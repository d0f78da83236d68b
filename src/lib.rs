pub mod annotation;
pub mod app;
pub mod cache;
pub mod config;
pub mod domain;
pub mod error;
pub mod gbif;
pub mod node;
pub mod output;
pub mod query;
pub mod rank;
pub mod record;
pub mod resolver;
pub mod scorer;
pub mod source;
pub mod walker;
use std::fs;

use assert_matches::assert_matches;
use tempfile::tempdir;

use kira_taxa::config::{
    Config, ConfigLoader, FailurePolicy, GbifEntry, ResolverEntry, ResolverSettings,
    DEFAULT_GBIF_BASE_URL,
};
use kira_taxa::error::TaxaError;

#[test]
fn loads_explicit_config_file() {
    let dir = tempdir().unwrap();
    let path = dir.path().join("kira-taxa.json");
    fs::write(
        &path,
        r#"{
            "schema_version": 1,
            "gbif": { "base_url": "http://localhost:8080/v1", "page_limit": 20 },
            "resolver": { "locale": "de", "failure_policy": "tolerate", "delimiter": ";" }
        }"#,
    )
    .unwrap();

    let resolved = ConfigLoader::resolve(path.to_str()).unwrap();
    assert_eq!(resolved.gbif.base_url, "http://localhost:8080/v1");
    assert_eq!(resolved.gbif.page_limit, 20);
    assert_eq!(resolved.gbif.max_retries, 3);
    assert_eq!(resolved.resolver.locale.as_deref(), Some("de"));
    assert_eq!(resolved.resolver.failure_policy, FailurePolicy::Tolerate);
    assert_eq!(resolved.resolver.delimiter, ";");
    assert!(resolved.resolver.include_vernaculars);
}

#[test]
fn missing_sections_fall_back_to_defaults() {
    let dir = tempdir().unwrap();
    let path = dir.path().join("kira-taxa.json");
    fs::write(&path, "{}").unwrap();

    let resolved = ConfigLoader::resolve(path.to_str()).unwrap();
    assert_eq!(resolved.gbif.base_url, DEFAULT_GBIF_BASE_URL);
    assert_eq!(resolved.resolver, ResolverSettings::default());
}

#[test]
fn malformed_json_is_a_parse_error() {
    let dir = tempdir().unwrap();
    let path = dir.path().join("kira-taxa.json");
    fs::write(&path, "{ \"gbif\": ").unwrap();

    let err = ConfigLoader::resolve(path.to_str()).unwrap_err();
    assert_matches!(err, TaxaError::ConfigParse(_));
}

#[test]
fn missing_explicit_file_is_a_read_error() {
    let dir = tempdir().unwrap();
    let path = dir.path().join("absent.json");

    let err = ConfigLoader::resolve(path.to_str()).unwrap_err();
    assert_matches!(err, TaxaError::ConfigRead(missing) if missing == path);
}

#[test]
fn unknown_failure_policy_is_rejected() {
    let config = Config {
        resolver: Some(ResolverEntry {
            failure_policy: Some("retry".to_string()),
            ..Default::default()
        }),
        ..Default::default()
    };
    let err = ConfigLoader::resolve_config(config).unwrap_err();
    assert_matches!(err, TaxaError::ConfigParse(message) if message.contains("retry"));
}

#[test]
fn oversized_page_limit_is_rejected() {
    let config = Config {
        gbif: Some(GbifEntry {
            page_limit: Some(5000),
            ..Default::default()
        }),
        ..Default::default()
    };
    assert_matches!(
        ConfigLoader::resolve_config(config),
        Err(TaxaError::ConfigParse(_))
    );
}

——

**Exercise prompt:**
Would you be able to transcribe every line of the data exactly?

**Solution:**
repository d0f78da83236d68b
filename src/lib.rs
pub mod annotation;
pub mod app;
pub mod cache;
pub mod config;
pub mod domain;
pub mod error;
pub mod gbif;
pub mod node;
pub mod output;
pub mod query;
pub mod rank;
pub mod record;
pub mod resolver;
pub mod scorer;
pub mod source;
pub mod walker;
use std::fs;

use assert_matches::assert_matches;
use tempfile::tempdir;

use kira_taxa::config::{
    Config, ConfigLoader, FailurePolicy, GbifEntry, ResolverEntry, ResolverSettings,
    DEFAULT_GBIF_BASE_URL,
};
use kira_taxa::error::TaxaError;

#[test]
fn loads_explicit_config_file() {
    let dir = tempdir().unwrap();
    let path = dir.path().join("kira-taxa.json");
    fs::write(
        &path,
        r#"{
            "schema_version": 1,
            "gbif": { "base_url": "http://localhost:8080/v1", "page_limit": 20 },
            "resolver": { "locale": "de", "failure_policy": "tolerate", "delimiter": ";" }
        }"#,
    )
    .unwrap();

    let resolved = ConfigLoader::resolve(path.to_str()).unwrap();
    assert_eq!(resolved.gbif.base_url, "http://localhost:8080/v1");
    assert_eq!(resolved.gbif.page_limit, 20);
    assert_eq!(resolved.gbif.max_retries, 3);
    assert_eq!(resolved.resolver.locale.as_deref(), Some("de"));
    assert_eq!(resolved.resolver.failure_policy, FailurePolicy::Tolerate);
    assert_eq!(resolved.resolver.delimiter, ";");
    assert!(resolved.resolver.include_vernaculars);
}

#[test]
fn missing_sections_fall_back_to_defaults() {
    let dir = tempdir().unwrap();
    let path = dir.path().join("kira-taxa.json");
    fs::write(&path, "{}").unwrap();

    let resolved = ConfigLoader::resolve(path.to_str()).unwrap();
    assert_eq!(resolved.gbif.base_url, DEFAULT_GBIF_BASE_URL);
    assert_eq!(resolved.resolver, ResolverSettings::default());
}

#[test]
fn malformed_json_is_a_parse_error() {
    let dir = tempdir().unwrap();
    let path = dir.path().join("kira-taxa.json");
    fs::write(&path, "{ \"gbif\": ").unwrap();

    let err = ConfigLoader::resolve(path.to_str()).unwrap_err();
    assert_matches!(err, TaxaError::ConfigParse(_));
}

#[test]
fn missing_explicit_file_is_a_read_error() {
    let dir = tempdir().unwrap();
    let path = dir.path().join("absent.json");

    let err = ConfigLoader::resolve(path.to_str()).unwrap_err();
    assert_matches!(err, TaxaError::ConfigRead(missing) if missing == path);
}

#[test]
fn unknown_failure_policy_is_rejected() {
    let config = Config {
        resolver: Some(ResolverEntry {
            failure_policy: Some("retry".to_string()),
            ..Default::default()
        }),
        ..Default::default()
    };
    let err = ConfigLoader::resolve_config(config).unwrap_err();
    assert_matches!(err, TaxaError::ConfigParse(message) if message.contains("retry"));
}

#[test]
fn oversized_page_limit_is_rejected() {
    let config = Config {
        gbif: Some(GbifEntry {
            page_limit: Some(5000),
            ..Default::default()
        }),
        ..Default::default()
    };
    assert_matches!(
        ConfigLoader::resolve_config(config),
        Err(TaxaError::ConfigParse(_))
    );
}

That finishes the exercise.